This MOU reflects a commitment by all of the partners to the following shared principles: Support a common vision. Establish and support common goals. Be held accountable for upholding our role. Engage in continued mutual dialogue to enhance the partnership. Maintain free and open communication among partners. Reach an understanding of each partner’s perspective and interface each agency’s assets for the strengthening of the whole. Seek and establish mutual trust among all partners. Commit staff time and other resources, to the extent possible, to facilitate and manage the agency’s participation in the partnership. To the extent possible, accommodate itinerant staff from other agencies.

C.

This MOU reflects a commitment by all of the partners to the following shared goals: Universal Access. All customers will have access to a core set of services at each OneStop Center, designed to provide information to aid in career and employment decisions. Core, intensive, training, and support services will be made available on site and through off-site locations.
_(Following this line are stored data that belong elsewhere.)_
#![deny(clippy::pedantic, unsafe_code)]
#![allow(clippy::module_name_repetitions)]

//! Configuration management for papermc
//!
//! This crate handles loading and merging configuration from:
//! - Default values (hard-coded)
//! - Configuration file (~/.config/papermc/config.toml)
//! - Environment variables
//! - CLI flags (applied by the front end via [`Config::apply_overrides`])

use papermc_errors::{ConfigError, Error};
use papermc_types::{Channel, QueryOptions};
use serde::{Deserialize, Serialize};
use std::path::{Path, PathBuf};
use std::time::Duration;
use tokio::fs;

pub const DEFAULT_BASE_URL: &str = "https://fill.papermc.io";

/// Main configuration structure
#[derive(Debug, Clone, Serialize, Deserialize, Default)]
pub struct Config {
    #[serde(default)]
    pub api: ApiConfig,

    #[serde(default)]
    pub query: QueryConfig,

    #[serde(default)]
    pub download: DownloadConfig,
}

/// Metadata service connection settings
#[derive(Debug, Clone, Serialize, Deserialize)]
pub struct ApiConfig {
    #[serde(default = "default_base_url")]
    pub base_url: String,
    #[serde(default = "default_timeout")]
    pub timeout: u64, // seconds
    #[serde(default = "default_connect_timeout")]
    pub connect_timeout: u64, // seconds
    #[serde(default = "default_user_agent")]
    pub user_agent: String,
}

/// Defaults for list and lookup queries
#[derive(Debug, Clone, Serialize, Deserialize, Default)]
pub struct QueryConfig {
    pub limit: Option<usize>,
    pub channel: Option<Channel>,
}

#[derive(Debug, Clone, Serialize, Deserialize, Default)]
pub struct DownloadConfig {
    pub destination: Option<PathBuf>,
}

/// Values supplied on the command line, highest precedence
#[derive(Debug, Clone, Default)]
pub struct Overrides {
    pub base_url: Option<String>,
    pub timeout: Option<u64>,
    pub limit: Option<usize>,
    pub channel: Option<Channel>,
    pub destination: Option<PathBuf>,
}

impl Default for ApiConfig {
    fn default() -> Self {
        Self {
            base_url: default_base_url(),
            timeout: default_timeout(),
            connect_timeout: default_connect_timeout(),
            user_agent: default_user_agent(),
        }
    }
}

fn default_base_url() -> String {
    DEFAULT_BASE_URL.to_string()
}

fn default_timeout() -> u64 {
    30
}

fn default_connect_timeout() -> u64 {
    10
}

fn default_user_agent() -> String {
    format!("papermc/{}", env!("CARGO_PKG_VERSION"))
}

impl ApiConfig {
    #[must_use]
    pub fn timeout(&self) -> Duration {
        Duration::from_secs(self.timeout)
    }

    #[must_use]
    pub fn connect_timeout(&self) -> Duration {
        Duration::from_secs(self.connect_timeout)
    }
}

impl Config {
    /// Get the default config file path
    ///
    /// # Errors
    ///
    /// Returns an error if the system config directory cannot be determined.
    pub fn default_path() -> Result<PathBuf, Error> {
        let config_dir = dirs::config_dir().ok_or_else(|| ConfigError::NotFound {
            path: "config directory".to_string(),
        })?;
        Ok(config_dir.join("papermc").join("config.toml"))
    }

    /// Load configuration from file
    ///
    /// # Errors
    ///
    /// Returns an error if the file cannot be read or if the file contents
    /// contain invalid TOML syntax that cannot be parsed.
    pub async fn load_from_file(path: &Path) -> Result<Self, Error> {
        let contents = fs::read_to_string(path)
            .await
            .map_err(|_| ConfigError::NotFound {
                path: path.display().to_string(),
            })?;

        let config: Self = toml::from_str(&contents).map_err(|e| ConfigError::ParseError {
            path: path.display().to_string(),
            message: e.to_string(),
        })?;
        config.validate()?;
        tracing::debug!(path = %path.display(), "loaded configuration file");
        Ok(config)
    }

    /// Load configuration with fallback to defaults
    ///
    /// # Errors
    ///
    /// Returns an error if the configuration file exists but cannot be read
    /// or contains invalid TOML syntax.
    pub async fn load() -> Result<Self, Error> {
        let config_path = Self::default_path()?;

        if config_path.exists() {
            Self::load_from_file(&config_path).await
        } else {
            tracing::debug!("no configuration file, using defaults");
            Ok(Self::default())
        }
    }

    /// Load configuration from an optional path or use default
    ///
    /// # Errors
    ///
    /// Returns an error if the config file cannot be read or parsed
    pub async fn load_or_default(path: Option<&Path>) -> Result<Self, Error> {
        match path {
            Some(config_path) => Self::load_from_file(config_path).await,
            None => Self::load().await,
        }
    }

    /// Merge with `PAPERMC_*` environment variables
    ///
    /// # Errors
    ///
    /// Returns an error if environment variables contain invalid values
    /// that cannot be parsed into the expected types.
    pub fn merge_env(&mut self) -> Result<(), Error> {
        self.merge_env_from(std::env::vars())
    }

    /// Merge from an explicit set of variables
    ///
    /// # Errors
    ///
    /// Returns an error if a recognised variable has an invalid value.
    pub fn merge_env_from<I, K, V>(&mut self, vars: I) -> Result<(), Error>
    where
        I: IntoIterator<Item = (K, V)>,
        K: AsRef<str>,
        V: Into<String>,
    {
        for (key, value) in vars {
            let value = value.into();
            match key.as_ref() {
                "PAPERMC_BASE_URL" => self.api.base_url = value,
                "PAPERMC_TIMEOUT" => self.api.timeout = parse_env("PAPERMC_TIMEOUT", value)?,
                "PAPERMC_LIMIT" => self.query.limit = Some(parse_env("PAPERMC_LIMIT", value)?),
                "PAPERMC_CHANNEL" => {
                    self.query.channel = Some(parse_env("PAPERMC_CHANNEL", value)?);
                }
                "PAPERMC_DESTINATION" => self.download.destination = Some(PathBuf::from(value)),
                _ => continue,
            }
            tracing::debug!(variable = key.as_ref(), "applied environment override");
        }
        self.validate()
    }

    /// Apply command-line values on top of everything else
    ///
    /// # Errors
    ///
    /// Returns an error if the merged configuration is invalid.
    pub fn apply_overrides(&mut self, overrides: Overrides) -> Result<(), Error> {
        if let Some(base_url) = overrides.base_url {
            self.api.base_url = base_url;
        }
        if let Some(timeout) = overrides.timeout {
            self.api.timeout = timeout;
        }
        if overrides.limit.is_some() {
            self.query.limit = overrides.limit;
        }
        if overrides.channel.is_some() {
            self.query.channel = overrides.channel;
        }
        if overrides.destination.is_some() {
            self.download.destination = overrides.destination;
        }
        self.validate()
    }

    /// Immutable query options derived from this configuration
    #[must_use]
    pub fn query_options(&self) -> QueryOptions {
        QueryOptions::new(self.query.limit, self.query.channel)
    }

    /// Directory downloads land in when no destination is given
    #[must_use]
    pub fn destination_dir(&self) -> PathBuf {
        self.download
            .destination
            .clone()
            .unwrap_or_else(|| PathBuf::from("."))
    }

    fn validate(&self) -> Result<(), Error> {
        if self.api.base_url.trim().is_empty() {
            return Err(invalid("api.base_url", &self.api.base_url));
        }
        if self.api.timeout == 0 {
            return Err(invalid("api.timeout", "0"));
        }
        if self.query.limit == Some(0) {
            return Err(invalid("query.limit", "0"));
        }
        Ok(())
    }
}

fn parse_env<T: std::str::FromStr>(field: &str, value: String) -> Result<T, Error> {
    value
        .trim()
        .parse()
        .map_err(|_| invalid(field, &value))
}

fn invalid(field: &str, value: &str) -> Error {
    ConfigError::InvalidValue {
        field: field.to_string(),
        value: value.to_string(),
    }
    .into()
}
One-Stop Approach. All customers may explore work preparation and career development services and have access to information on a wide range of employment, training, and educational opportunities. Services will be made available through a OneStop center(s) within the Macon-Bibb Workforce Investment Area and through an electronic system convenient to the customer. Individual Choice. Customers will have access to a multitude of career, skill, employment, and training information to obtain the services and skills they need to enhance their employment opportunities, based on their individual needs.

C.

The partners further agree that difficulties that may arise from differences in organizational practices and philosophies between the partners must be addressed in good faith. Examples may include differences in: Business/office hours.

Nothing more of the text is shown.